Selon cet auteur, les connaissances langagières influencent les empans simples « de façon directe, automatique, obligatoire et invariante d’un point de vue de la trajectoire développementale ». Zebib (2009) démontre également le rôle primordial de la lecture sur le développement de la MdT chez des jeunes enfants de cinq à huit ans. Baddeley (2003) propose quant à lui une notion de réciprocité entre le développement du langage et la MdT. Il suggère que chez les jeunes enfants, des tâches d’empans simples tels que la répétition de pseudo-mots pourraient prédire le développement du vocabulaire, puis en grandissant, le niveau de vocabulaire influencerait à son tour les performances en répétition de pseudo-mots.

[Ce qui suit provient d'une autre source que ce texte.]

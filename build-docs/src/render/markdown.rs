//! GitHub-flavored markdown renderer.
//!
//! One `###` section per record, with nested params as an indented list.

use crate::render::Renderer;
use anyhow::Result;
use build_docs_syntax::{DocumentationRecord, ParamNode, ThrowsDescriptor};

pub struct MarkdownRenderer;

impl Renderer for MarkdownRenderer {
    fn render(&self, records: &[DocumentationRecord]) -> Result<String> {
        let mut output = String::new();
        for record in records {
            output.push_str(&render_record(record));
            output.push('\n');
        }
        Ok(output)
    }

    fn file_extension(&self) -> &str {
        "md"
    }
}

fn render_record(record: &DocumentationRecord) -> String {
    let mut lines: Vec<String> = Vec::new();

    let heading = if record.name.is_empty() {
        "(anonymous)"
    } else {
        record.name.as_str()
    };
    lines.push(format!("### {}\n", heading));

    if !record.description.is_empty() {
        lines.push(record.description.clone());
        lines.push(String::new());
    }

    if !record.params.is_empty() {
        lines.push("#### Parameters\n".to_string());
        for param in &record.params {
            render_param(&mut lines, &param.title, param, 0);
        }
        lines.push(String::new());
    }

    if let Some(ref throws) = record.throws {
        lines.push("#### Throws\n".to_string());
        lines.push(format!("* {}", render_throws(throws)));
        lines.push(String::new());
    }

    lines.join("\n")
}

/// `**title** (type): description`, children indented two spaces per level.
fn render_param(lines: &mut Vec<String>, label: &str, node: &ParamNode, depth: usize) {
    let mut entry = format!("{}* **{}** ({})", "  ".repeat(depth), label, node.ty);
    if !node.description.is_empty() {
        entry.push_str(": ");
        entry.push_str(&node.description);
    }
    lines.push(entry);

    if let Some(ref items) = node.items {
        render_param(lines, "[]", items, depth + 1);
    }
    for (key, child) in &node.properties {
        render_param(lines, key, child, depth + 1);
    }
}

fn render_throws(throws: &ThrowsDescriptor) -> String {
    match (&throws.ty, &throws.description) {
        (Some(ty), Some(desc)) => format!("**{}**: {}", ty, desc),
        (Some(ty), None) => format!("**{}**", ty),
        (None, Some(desc)) => desc.clone(),
        (None, None) => String::new(),
    }
}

Une co-construction de la MdT et de la syntaxe pourrait également être possible. En conséquence, nous avons répliqué les analyses de régression dans le sens inverse afin de savoir si la prédiction inverse était également vraie. Les résultats montrent que certaines mesures de complexité syntaxique (répétition de phrases complexes, LME, ECOSSE) apparaissent comme variables prédictrices pour expliquer l’ensemble des scores en MdT.

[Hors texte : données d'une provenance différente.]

//! Data model for extracted documentation records.
//!
//! Records are plain owned values. They serialize to the JSON shape consumed
//! by schema generators: `type`, `title`, `description`, `items`, `properties`.

use serde::ser::{SerializeMap, Serializer};
use serde::Serialize;
use std::fmt;

/// Documentation extracted from a single comment block.
#[derive(Debug, Clone, Default, PartialEq, Eq, Serialize)]
pub struct DocumentationRecord {
    /// `action:` prefix or first `@name`, empty when neither is present
    pub name: String,
    pub description: String,
    /// Top-level `@param` nodes, in order of first appearance
    pub params: Vec<ParamNode>,
    /// First meaningful `@throws` line
    #[serde(skip_serializing_if = "Option::is_none")]
    pub throws: Option<ThrowsDescriptor>,
}

impl DocumentationRecord {
    /// Look up a top-level parameter by title.
    pub fn param(&self, title: &str) -> Option<&ParamNode> {
        self.params.iter().find(|p| p.title == title)
    }
}

/// Parameter type after alias mapping.
///
/// `Object` becomes `object`, `X[]` becomes `array`, everything else is the
/// lower-cased annotation text.
#[derive(Debug, Clone, Default, PartialEq, Eq, Hash)]
pub enum ParamType {
    #[default]
    String,
    Number,
    Boolean,
    Array,
    Object,
    /// Any other type name, already lower-cased
    Named(String),
}

impl ParamType {
    /// Map a bare type name (no `[]`, no generics) to a ParamType.
    pub fn from_name(name: &str) -> Self {
        match name.to_lowercase().as_str() {
            "string" => ParamType::String,
            "number" => ParamType::Number,
            "boolean" => ParamType::Boolean,
            "array" => ParamType::Array,
            "object" => ParamType::Object,
            other => ParamType::Named(other.to_string()),
        }
    }

    pub fn as_str(&self) -> &str {
        match self {
            ParamType::String => "string",
            ParamType::Number => "number",
            ParamType::Boolean => "boolean",
            ParamType::Array => "array",
            ParamType::Object => "object",
            ParamType::Named(name) => name,
        }
    }
}

impl fmt::Display for ParamType {
    fn fmt(&self, f: &mut fmt::Formatter<'_>) -> fmt::Result {
        f.write_str(self.as_str())
    }
}

impl Serialize for ParamType {
    fn serialize<S: Serializer>(&self, serializer: S) -> Result<S::Ok, S::Error> {
        serializer.serialize_str(self.as_str())
    }
}

/// One node of the nested parameter tree.
///
/// `items` is only kept for `array` nodes and `properties` only for
/// non-array nodes, so a node never carries both.
#[derive(Debug, Clone, Default, PartialEq, Eq)]
pub struct ParamNode {
    /// Local name (last path segment, without `[]`); empty for array items
    pub title: String,
    pub ty: ParamType,
    pub description: String,
    /// Element shape of an `array` node
    pub items: Option<Box<ParamNode>>,
    /// Child nodes keyed by local name, in insertion order
    pub properties: Vec<(String, ParamNode)>,
}

impl ParamNode {
    pub fn new(title: impl Into<String>, ty: ParamType) -> Self {
        ParamNode {
            title: title.into(),
            ty,
            ..Default::default()
        }
    }

    /// Look up a direct child property by key.
    pub fn property(&self, key: &str) -> Option<&ParamNode> {
        self.properties
            .iter()
            .find(|(k, _)| k == key)
            .map(|(_, node)| node)
    }
}

impl Serialize for ParamNode {
    fn serialize<S: Serializer>(&self, serializer: S) -> Result<S::Ok, S::Error> {
        NodeView {
            node: self,
            titled: true,
        }
        .serialize(serializer)
    }
}

/// Serialization view: nested nodes are keyed by their parent, so only
/// top-level params emit `title`.
struct NodeView<'a> {
    node: &'a ParamNode,
    titled: bool,
}

impl Serialize for NodeView<'_> {
    fn serialize<S: Serializer>(&self, serializer: S) -> Result<S::Ok, S::Error> {
        let node = self.node;
        let mut map = serializer.serialize_map(None)?;
        map.serialize_entry("type", &node.ty)?;
        if self.titled && !node.title.is_empty() {
            map.serialize_entry("title", &node.title)?;
        }
        if !node.description.is_empty() {
            map.serialize_entry("description", &node.description)?;
        }
        if let Some(items) = &node.items {
            map.serialize_entry(
                "items",
                &NodeView {
                    node: items,
                    titled: false,
                },
            )?;
        }
        if !node.properties.is_empty() {
            map.serialize_entry("properties", &PropertiesView(&node.properties))?;
        }
        map.end()
    }
}

struct PropertiesView<'a>(&'a [(String, ParamNode)]);

impl Serialize for PropertiesView<'_> {
    fn serialize<S: Serializer>(&self, serializer: S) -> Result<S::Ok, S::Error> {
        let mut map = serializer.serialize_map(Some(self.0.len()))?;
        for (key, node) in self.0 {
            map.serialize_entry(
                key,
                &NodeView {
                    node,
                    titled: false,
                },
            )?;
        }
        map.end()
    }
}

/// Parsed `@throws` annotation. At least one field is present.
#[derive(Debug, Clone, Default, PartialEq, Eq, Serialize)]
pub struct ThrowsDescriptor {
    /// Error type with the braces stripped, case preserved
    #[serde(rename = "type", skip_serializing_if = "Option::is_none")]
    pub ty: Option<String>,
    #[serde(skip_serializing_if = "Option::is_none")]
    pub description: Option<String>,
}

#[cfg(test)]
mod tests {
    use super::*;
    use serde_json::json;

    #[test]
    fn type_names_are_lowercased() {
        assert_eq!(ParamType::from_name("String"), ParamType::String);
        assert_eq!(ParamType::from_name("Object"), ParamType::Object);
        assert_eq!(
            ParamType::from_name("Date"),
            ParamType::Named("date".to_string())
        );
    }

    #[test]
    fn nested_nodes_omit_title() {
        let mut node = ParamNode::new("address", ParamType::Object);
        node.description = "Address of the user".to_string();
        let mut street = ParamNode::new("street", ParamType::String);
        street.description = "Street".to_string();
        node.properties.push(("street".to_string(), street));

        let value = serde_json::to_value(&node).unwrap();
        assert_eq!(
            value,
            json!({
                "type": "object",
                "title": "address",
                "description": "Address of the user",
                "properties": {
                    "street": { "type": "string", "description": "Street" }
                }
            })
        );
    }

    #[test]
    fn absent_throws_is_omitted() {
        let record = DocumentationRecord::default();
        let value = serde_json::to_value(&record).unwrap();
        assert_eq!(value, json!({ "name": "", "description": "", "params": [] }));
    }

    #[test]
    fn throws_omits_missing_fields() {
        let throws = ThrowsDescriptor {
            ty: Some("ValidationError".to_string()),
            description: None,
        };
        let value = serde_json::to_value(&throws).unwrap();
        assert_eq!(value, json!({ "type": "ValidationError" }));
    }
}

Cependant, nous notons que le raisonnement non-verbal intervient également dans ces

analyses de régression comme première ou seconde variable prédictrice qui explique la variance des scores en MdT, et ce pour la quasi-totalité des épreuves. Ainsi, les épreuves d’empans simples sont donc prédites par le niveau de raisonnement non-verbal et la répétition de phrases complexes. En ce qui concerne les épreuves d’empans complexes, leur variance est principalement expliquée par le niveau de raisonnement non-verbal associé à la mesure de LME et au score à l’ECOSSE. Ceci soutient également l’implication de mécanismes différents lors des épreuves d’empans simples et d’empans complexes qui sont en effet prédites par des mesures différentes. Ces résultats révèlent l’existence de la relation de prédiction inverse : les mesures de syntaxe associées à celles du raisonnement non-verbal prédisent les scores en MdT. Il parait important dès lors d’inclure les mesures du niveau de raisonnement non-verbal qui semblent avoir autant de poids que les mesures de syntaxe pour expliquer les scores en MdT. D’autre part, Engel de Abreu, Conway et Gathercole (2010) trouvent des liens entre les mesures du raisonnement non-verbal et la MdT chez des enfants suivis de la dernière année d’école enfantine à la deuxième année de primaire. Ces auteurs constatent que les tâches d’empans complexes (counting span, empan de chiffre envers) prédisent le raisonnement non-verbal (matrices de Raven) alors que les tâches d’empans simples seules (répétition de pseudo-mots et empan de chiffres endroit) ne le prédisent pas.

Ces découvertes suggèrent que les tâches d’empans complexes partagent des compétences cognitives certaines avec les mesures de raisonnement non-verbal telles que les mécanismes de contrôle attentionnel permettant de relever les informations pertinentes en cas d’interférence. Ces données permettent d’expliquer la présence du niveau de raisonnement non-verbal comme variable prédictrice des scores en MdT. Nous pourrions également nous attendre à observer la présence de la variable « niveau de raisonnement non-verbal » pour expliquer les mesures de syntaxe au même titre que les empans complexes. Cependant, rappelons-nous que la valeur prédictive des empans complexes sur les compétences syntaxiques n’implique pas le niveau de raisonnement non-verbal. Nous pouvons présumer que le développement de la syntaxe est plus fortement dépendant des capacités de MdT uniquement. Au regard de ces observations, nous pouvons conclure que le développement des compétences en MdT, et plus précisément celles des empans complexes, permet le développement du traitement syntaxique complexe confirmant ainsi l’hypothèse de Jakubowicz. Puis, une fois un certain niveau de développement atteint, les performances en complexité syntaxique, associées au niveau de raisonnement non-verbal (lui-même lié aux mesures de MdT), influenceraient à leur tour les capacités de MdT, la relation deviendrait ainsi plus réciproque.